In the data below, locate each line with the word "projects" and list it.

═══ INFORMATION GIVEN ═══

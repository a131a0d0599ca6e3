//! Serve command - feed endpoint plus static output

use std::{path::Path, sync::Arc};

use color_eyre::eyre::{Result, WrapErr};
use folio_core::Config;
use folio_generator::{ContentCollector, FeedGenerator};

use crate::server::{ServerState, create_router};

/// Run the serve command.
///
/// Loads the content store once, then serves the project feed at
/// `/projects/rss.xml` alongside static files from the output directory.
pub async fn run(config_path: &Path, port: u16) -> Result<()> {
    let config = Config::load_with_env(config_path).wrap_err("Failed to load configuration")?;

    let store = ContentCollector::new(config.clone()).collect();
    for failure in &store.errors {
        println!("  ✗ {}: {}", failure.path.display(), failure.source);
    }

    let state = Arc::new(ServerState {
        generator: FeedGenerator::new(config.clone()),
        projects: store.projects,
    });

    let app = create_router(Path::new(&config.build.output_dir), state);

    let listener = tokio::net::TcpListener::bind(("127.0.0.1", port))
        .await
        .wrap_err("Failed to bind server port")?;

    println!("  Serving on http://127.0.0.1:{port}");
    println!("  Feed at   http://127.0.0.1:{port}/projects/rss.xml");
    tracing::info!(port, "server started");

    axum::serve(listener, app).await.wrap_err("Server failed")?;

    Ok(())
}
//! Front matter splitting and raw parsing for content files.
//!
//! The leading structured block of a content file is parsed into an untyped
//! [`serde_yaml::Value`] mapping; per-kind schemas then validate that raw
//! record. TOML blocks are converted into the same value representation,
//! with native TOML datetimes rendered as strings so date coercion has a
//! single input shape downstream.

use std::path::Path;

use serde_yaml::Value;

use crate::error::{CoreError, Result};

/// Delimiter types for front matter.
#[derive(Debug, Clone, Copy, PartialEq, Eq)]
pub enum FrontmatterFormat {
    /// YAML front matter delimited by `---`.
    Yaml,
    /// TOML front matter delimited by `+++`.
    Toml,
}

impl FrontmatterFormat {
    /// Get the delimiter string for this format.
    pub fn delimiter(&self) -> &'static str {
        match self {
            Self::Yaml => "---",
            Self::Toml => "+++",
        }
    }
}

/// Split content into front matter and body.
pub fn split_frontmatter(content: &str) -> Option<(FrontmatterFormat, &str, &str)> {
    let content = content.trim_start();

    let format = if content.starts_with("---") {
        FrontmatterFormat::Yaml
    } else if content.starts_with("+++") {
        FrontmatterFormat::Toml
    } else {
        return None;
    };

    let delimiter = format.delimiter();

    let after_first = &content[delimiter.len()..];
    let closing_pos = after_first.find(delimiter)?;

    let frontmatter = after_first[..closing_pos].trim();
    let body = after_first[closing_pos + delimiter.len()..].trim_start();

    Some((format, frontmatter, body))
}

/// Parse a content file's front matter into a raw record, returning it with
/// the remaining body. A file without a front matter block yields an empty
/// mapping; whether that is acceptable is up to the record's schema.
pub fn parse_raw(content: &str, path: &Path) -> Result<(Value, String)> {
    let Some((format, fm_str, body)) = split_frontmatter(content) else {
        return Ok((
            Value::Mapping(serde_yaml::Mapping::new()),
            content.to_string(),
        ));
    };

    let raw = match format {
        FrontmatterFormat::Yaml => serde_yaml::from_str(fm_str)
            .map_err(|e| CoreError::frontmatter(path, e.to_string()))?,
        FrontmatterFormat::Toml => {
            let table: toml::Value =
                toml::from_str(fm_str).map_err(|e| CoreError::frontmatter(path, e.to_string()))?;
            toml_to_yaml(table)
        }
    };

    match raw {
        Value::Mapping(_) => Ok((raw, body.to_string())),
        other => Err(CoreError::frontmatter(
            path,
            format!("expected a mapping, got {}", crate::schema::describe(&other)),
        )),
    }
}

/// Convert a TOML value into the YAML value space used by the schema layer.
///
/// Datetimes become their string rendering (RFC 3339 shaped), which the date
/// coercion in [`crate::schema`] normalizes together with string input.
fn toml_to_yaml(value: toml::Value) -> Value {
    match value {
        toml::Value::String(s) => Value::String(s),
        toml::Value::Integer(i) => Value::Number(i.into()),
        toml::Value::Float(f) => Value::Number(serde_yaml::Number::from(f)),
        toml::Value::Boolean(b) => Value::Bool(b),
        toml::Value::Datetime(dt) => Value::String(dt.to_string()),
        toml::Value::Array(items) => {
            Value::Sequence(items.into_iter().map(toml_to_yaml).collect())
        }
        toml::Value::Table(table) => Value::Mapping(
            table
                .into_iter()
                .map(|(k, v)| (Value::String(k), toml_to_yaml(v)))
                .collect(),
        ),
    }
}

#[cfg(test)]
mod tests {
    use super::*;

    #[test]
    fn test_split_yaml_frontmatter() {
        let content = r#"---
title: "Hello World"
publishDate: 2024-01-15
---

This is the body content."#;

        let (format, fm, body) = split_frontmatter(content).expect("split");
        assert_eq!(format, FrontmatterFormat::Yaml);
        assert!(fm.contains("title:"));
        assert!(body.starts_with("This is the body"));
    }

    #[test]
    fn test_split_toml_frontmatter() {
        let content = r#"+++
title = "Hello World"
publishDate = 2024-01-15
+++

This is the body content."#;

        let (format, fm, body) = split_frontmatter(content).expect("split");
        assert_eq!(format, FrontmatterFormat::Toml);
        assert!(fm.contains("title ="));
        assert!(body.starts_with("This is the body"));
    }

    #[test]
    fn test_no_frontmatter() {
        let content = "Just some content without front matter.";
        assert!(split_frontmatter(content).is_none());
    }

    #[test]
    fn test_parse_raw_yaml() {
        let content = "---\ntitle: Test\ndraft: true\n---\nBody";
        let (raw, body) = parse_raw(content, Path::new("test.md")).expect("parse");
        assert_eq!(raw.get("title").and_then(Value::as_str), Some("Test"));
        assert_eq!(raw.get("draft").and_then(Value::as_bool), Some(true));
        assert_eq!(body, "Body");
    }

    #[test]
    fn test_parse_raw_without_block_is_empty_mapping() {
        let content = "Body only";
        let (raw, body) = parse_raw(content, Path::new("test.md")).expect("parse");
        assert!(matches!(raw, Value::Mapping(ref m) if m.is_empty()));
        assert_eq!(body, "Body only");
    }

    #[test]
    fn test_parse_raw_bad_yaml_reports_path() {
        let content = "---\ntitle: [unclosed\n---\nBody";
        let err = parse_raw(content, Path::new("content/post/x.md")).unwrap_err();
        assert!(err.to_string().contains("content/post/x.md"));
    }

    #[test]
    fn test_toml_datetime_becomes_string() {
        let content = "+++\npublishDate = 2024-01-15T10:00:00Z\n+++\nBody";
        let (raw, _) = parse_raw(content, Path::new("test.md")).expect("parse");
        assert_eq!(
            raw.get("publishDate").and_then(Value::as_str),
            Some("2024-01-15T10:00:00Z")
        );
    }

    #[test]
    fn test_toml_scalars_map_over() {
        let content = "+++\ncount = 3\nratio = 0.5\nflag = true\nitems = [\"a\", \"b\"]\n+++\n";
        let (raw, _) = parse_raw(content, Path::new("test.md")).expect("parse");
        assert_eq!(raw.get("count").and_then(Value::as_i64), Some(3));
        assert_eq!(raw.get("ratio").and_then(Value::as_f64), Some(0.5));
        assert_eq!(raw.get("flag").and_then(Value::as_bool), Some(true));
        assert!(matches!(raw.get("items"), Some(Value::Sequence(s)) if s.len() == 2));
    }
}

═══

PROBLEM SOLUTION
/// `/projects/rss.xml` alongside static files from the output directory.
        projects: store.projects,
    println!("  Feed at   http://127.0.0.1:{port}/projects/rss.xml");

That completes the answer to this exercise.